Sir Denis Pereira Gray, co-author of a new study and GP researcher at the St Leonard’s Practice, said: ‘Whilst national policy makers have for years discouraged continuity, general practices can still provide good GP continuity through their internal practice organisation, for example, by using personal lists.’

Inappropriate prescribing and major adverse events a risk in dementia

Research led by the University of Exeter, published in the British Journal of General Practice, has shown that for patients with dementia, continuity of care reaps many benefits.

The researchers wanted to investigate the association between continuity of GP care and potentially inappropriate prescribing, and the incidence of adverse health outcomes, in patients with dementia.

Lead author Dr João Delgado, of the University of Exeter, said: ‘The number of people with dementia has been rising steadily, and it is now one of the leading causes of death in the UK. In the absence of a cure, long-term care is particularly important. Treating people with dementia can be complex, because it often occurs together with other common diseases.’

Associate Director of Research at Alzheimer’s Society, Dr Richard Oakley, said: ‘For the 900,000 people living with dementia in the UK, it’s likely dementia isn’t the only condition they’re getting treatment for.’

Continuity of care reaps rewards

The researchers performed a retrospective cohort study using anonymised medical records, data coming from the Clinical Practice Research Datalink, of patients living in England, with 1 year of follow up.

Included in the study were 9324 individuals, all aged 65 years or older, who had been diagnosed with dementia at any time before the study start date (1 January 2016). The mean age of those included in the study was 84.5 years old, and 67.5% were female. In addition to dementia, 92.1% had at least one additional comorbidity, with 55.7% having three or more additional conditions.
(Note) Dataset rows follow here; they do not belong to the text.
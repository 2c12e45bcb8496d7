mod auth;
mod cli;
mod demo;
mod infra;
mod routes;
mod server;

use homeward::error::AppError;

pub async fn run() -> Result<(), AppError> {
    cli::run().await
}
use std::env;
use std::fmt;
use std::net::{IpAddr, SocketAddr};

/// Distinguishes runtime behavior for different stages of the service.
#[derive(Debug, Clone, Copy, PartialEq, Eq)]
pub enum AppEnvironment {
    Development,
    Test,
    Production,
}

impl AppEnvironment {
    fn from_str(value: &str) -> Self {
        match value.trim().to_ascii_lowercase().as_str() {
            "prod" | "production" => Self::Production,
            "test" | "ci" => Self::Test,
            _ => Self::Development,
        }
    }
}

/// Top-level configuration for the application.
#[derive(Debug, Clone)]
pub struct AppConfig {
    pub environment: AppEnvironment,
    pub server: ServerConfig,
    pub telemetry: TelemetryConfig,
    pub admin: AdminSeedConfig,
}

impl AppConfig {
    pub fn load() -> Result<Self, ConfigError> {
        dotenvy::dotenv().ok();

        let environment = AppEnvironment::from_str(
            &env::var("APP_ENV").unwrap_or_else(|_| "development".to_string()),
        );

        let host = env::var("APP_HOST").unwrap_or_else(|_| "127.0.0.1".to_string());
        let port = env::var("APP_PORT")
            .unwrap_or_else(|_| "3000".to_string())
            .parse::<u16>()
            .map_err(|_| ConfigError::InvalidPort)?;

        let log_level = env::var("APP_LOG_LEVEL").unwrap_or_else(|_| "info".to_string());

        let admin_name = env::var("APP_ADMIN_NAME").unwrap_or_else(|_| "Shelter Admin".to_string());
        let admin_email =
            env::var("APP_ADMIN_EMAIL").unwrap_or_else(|_| "admin@homeward.local".to_string());
        let admin_token = env::var("APP_ADMIN_TOKEN").unwrap_or_else(|_| "admin-dev-token".to_string());
        if admin_token.trim().is_empty() {
            return Err(ConfigError::EmptyAdminToken);
        }

        Ok(Self {
            environment,
            server: ServerConfig { host, port },
            telemetry: TelemetryConfig { log_level },
            admin: AdminSeedConfig {
                name: admin_name,
                email: admin_email,
                token: admin_token,
            },
        })
    }
}

/// Settings controlling the HTTP server binding.
#[derive(Debug, Clone)]
pub struct ServerConfig {
    pub host: String,
    pub port: u16,
}

impl ServerConfig {
    pub fn socket_addr(&self) -> Result<SocketAddr, ConfigError> {
        if self.host.eq_ignore_ascii_case("localhost") {
            return Ok(SocketAddr::new(IpAddr::from([127, 0, 0, 1]), self.port));
        }

        let ip: IpAddr = self
            .host
            .parse()
            .map_err(|source| ConfigError::InvalidHost { source })?;

        Ok(SocketAddr::new(ip, self.port))
    }
}

/// Tracing and metrics controls.
#[derive(Debug, Clone)]
pub struct TelemetryConfig {
    pub log_level: String,
}

/// Administrator account registered with the access gate at startup.
///
/// The gate is a stand-in collaborator: the token is opaque and carries no
/// structure, it is simply looked up against the in-memory directory.
#[derive(Debug, Clone)]
pub struct AdminSeedConfig {
    pub name: String,
    pub email: String,
    pub token: String,
}

#[derive(Debug)]
pub enum ConfigError {
    InvalidPort,
    InvalidHost { source: std::net::AddrParseError },
    EmptyAdminToken,
}

impl fmt::Display for ConfigError {
    fn fmt(&self, f: &mut fmt::Formatter<'_>) -> fmt::Result {
        match self {
            ConfigError::InvalidPort => write!(f, "APP_PORT must be a valid u16"),
            ConfigError::InvalidHost { .. } => {
                write!(f, "APP_HOST must parse to an IPv4 or IPv6 address")
            }
            ConfigError::EmptyAdminToken => write!(f, "APP_ADMIN_TOKEN must not be empty"),
        }
    }
}

impl std::error::Error for ConfigError {
    fn source(&self) -> Option<&(dyn std::error::Error + 'static)> {
        match self {
            ConfigError::InvalidPort | ConfigError::EmptyAdminToken => None,
            ConfigError::InvalidHost { source } => Some(source),
        }
    }
}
All patients in the study had had at least three consultations from 1 January to 31 December 2015 leading up to the study start date, and during this lead-in period patients with dementia had an average of 14.5 GP consultations. Study participants were followed up for an average of 327.2 days, with 80.4% being followed up for the maximum 1 year.
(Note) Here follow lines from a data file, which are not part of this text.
use std::sync::Arc;

use chrono::Utc;
use tracing::{info, warn};

use super::domain::{
    AdoptionApplication, AdoptionId, AdoptionListQuery, ApplicationStatus, NewApplication,
    ResolvedApplication, ReviewStamp,
};
use super::repository::{AdoptionRepository, TransitionOutcome};
use crate::workflows::catalog::domain::{PetId, PetStatus};
use crate::workflows::catalog::repository::PetRepository;
use crate::workflows::catalog::service::resolve_pet;
use crate::workflows::identity::{CallerIdentity, UserDirectory, UserId, UserSummary};
use crate::workflows::paging::{PageInfo, Paged};
use crate::workflows::RepositoryError;

/// The adoption workflow engine: application intake, listing, and review.
///
/// Callers arrive pre-authenticated; the engine takes the caller identity as
/// an explicit argument and never consults ambient state.
pub struct AdoptionWorkflowService<R, P, U> {
    repository: Arc<R>,
    pets: Arc<P>,
    users: Arc<U>,
}

/// Typed failures raised by the workflow engine. The boundary maps not-found
/// variants to 404, invalid-state and conflict variants to 400, and storage
/// failures to 500.
#[derive(Debug, thiserror::Error)]
pub enum WorkflowError {
    #[error("Pet not found")]
    PetNotFound,
    #[error("Pet is not available for adoption")]
    PetUnavailable,
    #[error("You have already applied for this pet")]
    AlreadyApplied,
    #[error("Adoption application not found")]
    ApplicationNotFound,
    #[error("Application has already been processed")]
    AlreadyProcessed,
    #[error(transparent)]
    Repository(#[from] RepositoryError),
}

impl<R, P, U> AdoptionWorkflowService<R, P, U>
where
    R: AdoptionRepository + 'static,
    P: PetRepository + 'static,
    U: UserDirectory + 'static,
{
    pub fn new(repository: Arc<R>, pets: Arc<P>, users: Arc<U>) -> Self {
        Self {
            repository,
            pets,
            users,
        }
    }

    /// Submits a new application for a pet on behalf of the caller.
    pub fn submit(
        &self,
        pet_id: &PetId,
        applicant: &CallerIdentity,
    ) -> Result<ResolvedApplication, WorkflowError> {
        let pet = self
            .pets
            .fetch(pet_id)?
            .ok_or(WorkflowError::PetNotFound)?;

        if pet.status != PetStatus::Available {
            return Err(WorkflowError::PetUnavailable);
        }

        if self
            .repository
            .find_pair(pet_id, &applicant.user_id)?
            .is_some()
        {
            return Err(WorkflowError::AlreadyApplied);
        }

        let stored = self
            .repository
            .insert(NewApplication {
                pet_id: pet_id.clone(),
                applicant_id: applicant.user_id.clone(),
                application_date: Utc::now(),
            })
            .map_err(|error| match error {
                // The storage constraint is the safety net behind the
                // engine-level pair check.
                RepositoryError::Conflict => WorkflowError::AlreadyApplied,
                other => WorkflowError::Repository(other),
            })?;

        info!(
            adoption = %stored.id.0,
            pet = %pet_id.0,
            applicant = %applicant.user_id.0,
            "adoption application submitted"
        );
        self.resolve(stored)
    }

    /// All applications submitted by one applicant, most recent first.
    pub fn applications_for_user(
        &self,
        applicant: &UserId,
    ) -> Result<Vec<ResolvedApplication>, WorkflowError> {
        let records = self.repository.for_applicant(applicant)?;
        records
            .into_iter()
            .map(|record| self.resolve(record))
            .collect()
    }

    /// Paged admin listing with an optional status filter, most recent first.
    pub fn list_all(
        &self,
        query: AdoptionListQuery,
    ) -> Result<Paged<ResolvedApplication>, WorkflowError> {
        let total = self.repository.count(query.status)?;
        let rows =
            self.repository
                .page(query.status, query.page.offset(), query.page.limit() as usize)?;

        let mut data = Vec::with_capacity(rows.len());
        for record in rows {
            data.push(self.resolve(record)?);
        }

        Ok(Paged {
            data,
            pagination: PageInfo::for_request(query.page, total),
        })
    }

    /// Approves a pending application: the application moves to approved, the
    /// pet to adopted, and every other pending application for the same pet
    /// is rejected with the cascade note.
    pub fn approve(
        &self,
        id: &AdoptionId,
        reviewer: &CallerIdentity,
        notes: Option<String>,
    ) -> Result<ResolvedApplication, WorkflowError> {
        let current = self.precheck(id)?;
        let now = Utc::now();

        let stamp = ReviewStamp::approval(reviewer.user_id.clone(), now, notes);
        let approved = match self.repository.transition_if_pending(id, stamp)? {
            TransitionOutcome::Applied(record) => record,
            // A concurrent review won the race between precheck and here.
            TransitionOutcome::NotPending => return Err(WorkflowError::AlreadyProcessed),
            TransitionOutcome::Missing => return Err(WorkflowError::ApplicationNotFound),
        };

        if !self.pets.set_status(&current.pet_id, PetStatus::Adopted)? {
            warn!(pet = %current.pet_id.0, "approved application references a missing pet");
        }

        let siblings = self
            .repository
            .pending_for_pet(&current.pet_id, id)?;
        let mut rejected = 0_usize;
        for sibling in &siblings {
            let cascade = ReviewStamp::cascade(reviewer.user_id.clone(), now);
            // Re-applying to an already-rejected sibling is a no-op; a racer
            // that lost its own precondition simply falls through here.
            if let TransitionOutcome::Applied(_) =
                self.repository.transition_if_pending(sibling, cascade)?
            {
                rejected += 1;
            }
        }

        info!(
            adoption = %id.0,
            pet = %current.pet_id.0,
            reviewer = %reviewer.user_id.0,
            rejected_siblings = rejected,
            "adoption application approved"
        );
        self.resolve(approved)
    }

    /// Rejects a pending application. No effect on the pet or siblings.
    pub fn reject(
        &self,
        id: &AdoptionId,
        reviewer: &CallerIdentity,
        notes: Option<String>,
    ) -> Result<ResolvedApplication, WorkflowError> {
        self.precheck(id)?;

        let stamp = ReviewStamp::rejection(reviewer.user_id.clone(), Utc::now(), notes);
        let rejected = match self.repository.transition_if_pending(id, stamp)? {
            TransitionOutcome::Applied(record) => record,
            TransitionOutcome::NotPending => return Err(WorkflowError::AlreadyProcessed),
            TransitionOutcome::Missing => return Err(WorkflowError::ApplicationNotFound),
        };

        info!(
            adoption = %id.0,
            reviewer = %reviewer.user_id.0,
            "adoption application rejected"
        );
        self.resolve(rejected)
    }

    /// Shared review preconditions: the application exists and is pending.
    fn precheck(&self, id: &AdoptionId) -> Result<AdoptionApplication, WorkflowError> {
        let application = self
            .repository
            .fetch(id)?
            .ok_or(WorkflowError::ApplicationNotFound)?;

        if application.status != ApplicationStatus::Pending {
            return Err(WorkflowError::AlreadyProcessed);
        }

        Ok(application)
    }

    /// Read-time join against the pet store and user directory.
    fn resolve(
        &self,
        application: AdoptionApplication,
    ) -> Result<ResolvedApplication, WorkflowError> {
        let pet = self.pets.fetch(&application.pet_id)?.ok_or_else(|| {
            RepositoryError::Unavailable(format!(
                "pet {} referenced by {} is missing",
                application.pet_id.0, application.id.0
            ))
        })?;
        let pet = resolve_pet(pet, self.users.as_ref())?;

        let applicant = self
            .users
            .find(&application.applicant_id)?
            .unwrap_or_else(|| placeholder_user(&application.applicant_id));

        let reviewed_by = match &application.reviewed_by {
            Some(reviewer) => self.users.find(reviewer)?,
            None => None,
        };

        Ok(ResolvedApplication {
            id: application.id,
            pet,
            applicant,
            status: application.status,
            application_date: application.application_date,
            reviewed_by,
            reviewed_at: application.reviewed_at,
            notes: application.notes,
        })
    }
}

/// Stand-in summary for an applicant whose directory entry has vanished.
fn placeholder_user(id: &UserId) -> UserSummary {
    UserSummary {
        id: id.clone(),
        name: "Unknown user".to_string(),
        email: String::new(),
    }
}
For patients with dementia who were consistently seen by the same GP over the course of a year, the team found these patients were given fewer medications, and were also less likely to be given drugs associated with adverse effects, such as incontinence, drowsiness, and falls.
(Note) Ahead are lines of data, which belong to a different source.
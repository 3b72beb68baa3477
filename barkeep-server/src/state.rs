use crate::auth::TokenValidator;
use crate::config::BarkeepConfig;
use crate::store::{create_store, DrinkStore, Store, StoreError};
use std::sync::Arc;

/// Application context constructed once at startup and shared by reference
/// with the routing layer and every handler. Holds the persistence handle
/// and the token validator with its cached signing-key set.
#[derive(Clone)]
pub struct AppState {
    pub config: Arc<BarkeepConfig>,
    pub store: Arc<Store>,
    pub validator: Arc<TokenValidator>,
}

impl AppState {
    pub async fn new(config: BarkeepConfig) -> Result<Self, StoreError> {
        let store = create_store(&config).await?;
        let validator = TokenValidator::new(&config.auth);
        Ok(Self {
            config: Arc::new(config),
            store: Arc::new(store),
            validator: Arc::new(validator),
        })
    }

    /// Check if all components are healthy
    pub async fn health_check(&self) -> Result<(), String> {
        self.store.health_check().await
    }

    #[cfg(test)]
    pub fn for_testing(config: &BarkeepConfig) -> Self {
        use crate::store::memory::MemoryStore;

        Self {
            config: Arc::new(config.clone()),
            store: Arc::new(Store::Memory(MemoryStore::new())),
            validator: Arc::new(TokenValidator::new(&config.auth)),
        }
    }
}
pub(crate) mod claims;
pub(crate) mod validator;

pub(crate) use claims::Claims;
pub(crate) use validator::TokenValidator;

use crate::state::AppState;
use axum::extract::{Request, State};
use axum::middleware::Next;
use axum::response::{IntoResponse, Response};
use axum::Json;
use http::{HeaderMap, StatusCode};
use log::{debug, warn};
use serde_json::json;
use thiserror::Error;

/// Permission strings required by the drinks endpoints, one per route
pub(crate) mod permissions {
    pub const GET_DRINKS_DETAIL: &str = "get:drinks-detail";
    pub const POST_DRINKS: &str = "post:drinks";
    pub const PATCH_DRINKS: &str = "patch:drinks";
    pub const DELETE_DRINKS: &str = "delete:drinks";
}

/// Failures of the authorization-check flow.
///
/// These are deliberately not handled inside request handlers: they
/// propagate from the guard middleware straight into the uniform error
/// envelope, keeping the specific status and message of each kind.
#[derive(Debug, Error)]
pub enum AuthError {
    #[error("Authorization header is expected")]
    MissingHeader,
    #[error("Authorization header must be a bearer token")]
    InvalidHeader,
    #[error("Token expired")]
    TokenExpired,
    #[error("Incorrect claims, please check the audience and issuer")]
    IncorrectClaims,
    #[error("Unable to parse authentication token")]
    InvalidToken,
    #[error("Unable to find a signing key that matches the token")]
    UnknownKey,
    #[error("Failed to resolve the signing key set: {0}")]
    KeySet(String),
    #[error("Permissions claim is missing from the token")]
    MissingPermissions,
    #[error("Permission '{0}' is not granted")]
    Forbidden(String),
}

impl AuthError {
    pub fn status_code(&self) -> StatusCode {
        match self {
            Self::MissingHeader
            | Self::InvalidHeader
            | Self::TokenExpired
            | Self::IncorrectClaims
            | Self::UnknownKey => StatusCode::UNAUTHORIZED,
            Self::InvalidToken | Self::MissingPermissions => StatusCode::BAD_REQUEST,
            Self::KeySet(_) => StatusCode::BAD_GATEWAY,
            Self::Forbidden(_) => StatusCode::FORBIDDEN,
        }
    }
}

impl IntoResponse for AuthError {
    fn into_response(self) -> Response {
        let status_code = self.status_code();
        let body = json!({
            "success": false,
            "error": status_code.as_u16(),
            "message": self.to_string(),
        });
        (status_code, Json(body)).into_response()
    }
}

/// Extract a single bearer token from the standard authorization header.
///
/// Rejects an absent header, a non-bearer scheme, a bare scheme with no
/// token, and any extra segments after the token.
pub(crate) fn extract_bearer_token(headers: &HeaderMap) -> Result<&str, AuthError> {
    let header = headers
        .get(http::header::AUTHORIZATION)
        .ok_or(AuthError::MissingHeader)?;
    let value = header.to_str().map_err(|_| AuthError::InvalidHeader)?;

    let mut parts = value.split_whitespace();
    match (parts.next(), parts.next(), parts.next()) {
        (Some(scheme), Some(token), None) if scheme.eq_ignore_ascii_case("bearer") => Ok(token),
        _ => Err(AuthError::InvalidHeader),
    }
}

/// Per-route authorization guard.
///
/// Applied at route registration time with
/// `middleware::from_fn_with_state((state, permission), permission_guard)`.
/// Validates the bearer credential, requires the named permission, and makes
/// the validated claims available to the handler through request extensions.
/// This is the only place permission enforcement occurs.
pub(crate) async fn permission_guard(
    State((state, permission)): State<(AppState, &'static str)>,
    mut request: Request,
    next: Next,
) -> Result<Response, AuthError> {
    let token = extract_bearer_token(request.headers())?;
    let claims = state.validator.verify(token).await?;
    claims.require_permission(permission).inspect_err(|_| {
        warn!(
            "Subject {} denied: missing permission {}",
            claims.sub, permission
        );
    })?;

    debug!("Subject {} granted {}", claims.sub, permission);
    request.extensions_mut().insert(claims);
    Ok(next.run(request).await)
}

#[cfg(test)]
mod tests {
    use super::*;
    use http::HeaderValue;

    fn headers_with(value: &str) -> HeaderMap {
        let mut headers = HeaderMap::new();
        headers.insert(
            http::header::AUTHORIZATION,
            HeaderValue::from_str(value).unwrap(),
        );
        headers
    }

    #[test]
    fn test_extracts_bearer_token() {
        let headers = headers_with("Bearer some.jwt.token");
        assert_eq!(extract_bearer_token(&headers).unwrap(), "some.jwt.token");
    }

    #[test]
    fn test_bearer_scheme_is_case_insensitive() {
        let headers = headers_with("bearer some.jwt.token");
        assert_eq!(extract_bearer_token(&headers).unwrap(), "some.jwt.token");
    }

    #[test]
    fn test_missing_header() {
        let headers = HeaderMap::new();
        assert!(matches!(
            extract_bearer_token(&headers),
            Err(AuthError::MissingHeader)
        ));
    }

    #[test]
    fn test_rejects_non_bearer_scheme() {
        let headers = headers_with("Basic dXNlcjpwYXNz");
        assert!(matches!(
            extract_bearer_token(&headers),
            Err(AuthError::InvalidHeader)
        ));
    }

    #[test]
    fn test_rejects_missing_token() {
        let headers = headers_with("Bearer");
        assert!(matches!(
            extract_bearer_token(&headers),
            Err(AuthError::InvalidHeader)
        ));
    }

    #[test]
    fn test_rejects_extra_segments() {
        let headers = headers_with("Bearer one two");
        assert!(matches!(
            extract_bearer_token(&headers),
            Err(AuthError::InvalidHeader)
        ));
    }

    #[test]
    fn test_status_codes() {
        assert_eq!(
            AuthError::MissingHeader.status_code(),
            StatusCode::UNAUTHORIZED
        );
        assert_eq!(
            AuthError::TokenExpired.status_code(),
            StatusCode::UNAUTHORIZED
        );
        assert_eq!(
            AuthError::MissingPermissions.status_code(),
            StatusCode::BAD_REQUEST
        );
        assert_eq!(
            AuthError::Forbidden("post:drinks".to_string()).status_code(),
            StatusCode::FORBIDDEN
        );
    }
}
‘Higher levels of continuity of GP care were associated with a reduction in incidence of delirium (34.8%), incontinence (57.9%), and emergency hospital admission (9.7%)’, said the authors, when compared with those patients with dementia who had the most variation in the GPs treating them.

Dr João Delgado said: ‘Our research shows that seeing the same general practitioner consistently over time is associated with improved safe prescribing and improved health outcomes. This could have important healthcare impacts, including reduced treatment costs and care needs.’

The authors concluded that higher continuity of GP care for patients with dementia was associated with ‘safer prescribing and lower rates of major adverse events’.

NHS pressures should not be a barrier to continuity

Sir Denis Pereira Gray said: ‘These new findings show that GP continuity is associated with important benefits for patients.’

The authors emphasised how ‘increasing continuity of care for patients with dementia may help improve treatment and outcomes.’

Dr Oakley added: ‘The pandemic has put GP services under immense pressure, so while we might not be able to get consistent GP care for everyone with dementia tomorrow, policy makers should absolutely be working with the NHS to build this into their plans as we emerge from the pandemic.’